Secure Your Facebook Account

A year ago our good friend, Seth, circulated instructions on how to keep your Facebook (FB) account secure.  Since then FB has made many changes to their user interface and is continuously updating its information.

We re-tested some of these instructions and are passing them on to you.  If you are interested in securing your FB account and keeping some privacy, then follow these step-by-step instructions.

1.  YOUR FRIENDS LIST

You cannot prevent your friends from seeing your friends list, but you can prevent non-friends from seeing your friends list.

On the top right click on your name to go to your Wall page.  On your Wall page at the center left you will see a pencil icon next to Edit Profile, select this and you will see a list on the left side.  Select Friends and Family and select “Friends” from the drop-down menu.  Save Changes once done.

2.  YOUR CONTACT INFORMATION

In the same way you secured your Friends List, select Contact Information from Edit Profile.  I recommend you set all fields to “Only Friends” or “Only Me” depending on the information, unless you want some information to be open to “Public”.  Save Changes once done.

3.  REMOVE ANY BAD APPS AND ADJUST PRIVACY

If you have added some FB apps, you may want to undo that.  You may not have known this, but FB apps require access to all of your data and in some instances to your friends and family data.  You want to secure all data and apps-related activity from being publicly available.  You don’t know who wrote some of these apps or what they are doing with your information.  Some of the apps could actually be viruses.

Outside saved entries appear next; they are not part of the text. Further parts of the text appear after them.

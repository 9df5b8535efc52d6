use alloy_primitives::{Address, FixedBytes, U256};
use orochi_crypto::CryptoError;
use orochi_types::Timestamp;
use thiserror::Error;

#[derive(Debug, Clone, PartialEq, Eq, Error)]
pub enum MultisigError {
    #[error("wallet can only be initialised once")]
    OnlyAbleToInitOnce,

    #[error("wallet is not initialised")]
    NotInitialized,

    #[error("user/role length mismatch: {users} users, {roles} roles")]
    UserRoleLengthMismatch { users: usize, roles: usize },

    #[error("signer list must be strictly ascending without duplicates (index {0})")]
    UserDuplicatedOrWrongOrder(usize),

    #[error("invalid role bitmask {0:#04x}")]
    InvalidRole(u8),

    #[error("invalid threshold {threshold} for {total_signer} voting signers")]
    InvalidThreshold { threshold: u64, total_signer: u64 },

    #[error("no user holds the create permission")]
    ProofNoCreator,

    #[error("timeout of {got}s is below the secure minimum of {min}s")]
    InsecuredTimeout { got: u64, min: u64 },

    #[error("malformed transaction: {0}")]
    MalformedTransaction(String),

    #[error("chain id mismatch: wallet is on {expected}, transaction is for {got}")]
    ProofChainIdMismatch { expected: U256, got: U256 },

    #[error("transaction is bound to wallet {got}, not {expected}")]
    ProofWalletMismatch { expected: Address, got: Address },

    #[error("invalid nonce: expected {expected}, got {got}")]
    ProofInvalidNonce { expected: U256, got: U256 },

    #[error("voting deadline {deadline} has passed (now {now})")]
    ProofExpired { deadline: Timestamp, now: Timestamp },

    #[error("invalid signature: {0}")]
    InvalidSignature(#[from] CryptoError),

    #[error("{0} lacks the required permission")]
    InvalidPermission(Address),

    #[error("threshold not passed: {have} of {need} votes")]
    ThresholdNotPassed { have: u64, need: u64 },

    #[error("only wallet users may do this")]
    OnlyUserAllowed,

    #[error("invalid role receiver {0}")]
    InvalidReceiver(Address),

    #[error("unknown wallet command selector {0}")]
    UnknownCommand(FixedBytes<4>),

    #[error("call execution failed: {0}")]
    ExecutionFailed(String),

    #[error("salt does not fit in 96 bits")]
    InvalidSalt,

    #[error("wallet {0} already exists")]
    WalletAlreadyExists(Address),

    #[error("wallet {0} not found")]
    WalletNotFound(Address),
}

To change this, on the top right select Account Settings from the drop-down menu next to Home.  On the list to the left, select Apps to see all applications authorized for your FB account.  First, if you see any apps you don’t want to have access to your profile, select X next to Edit in order to remove it.  Next go through each app one by one by selecting Edit next to each one and set App activity privacy to “Friends” or “Only Me.”  Under This app can, determine which ones you want to keep…for example, you may want to “Remove” ones that publish information as “You” directly to your wall, or access your data any time telling everyone each thing you are doing.  Can you believe it!!

4.  PASSWORDS

FB accounts get hacked into frequently.  One of the reasons any account gets hacked into is because weak passwords are used.  A secure password should be at least six digits long and composed of numbers and letters.  Read our Computer Tip on how to Secure Passwords for guidance, which includes two recommended password management tools.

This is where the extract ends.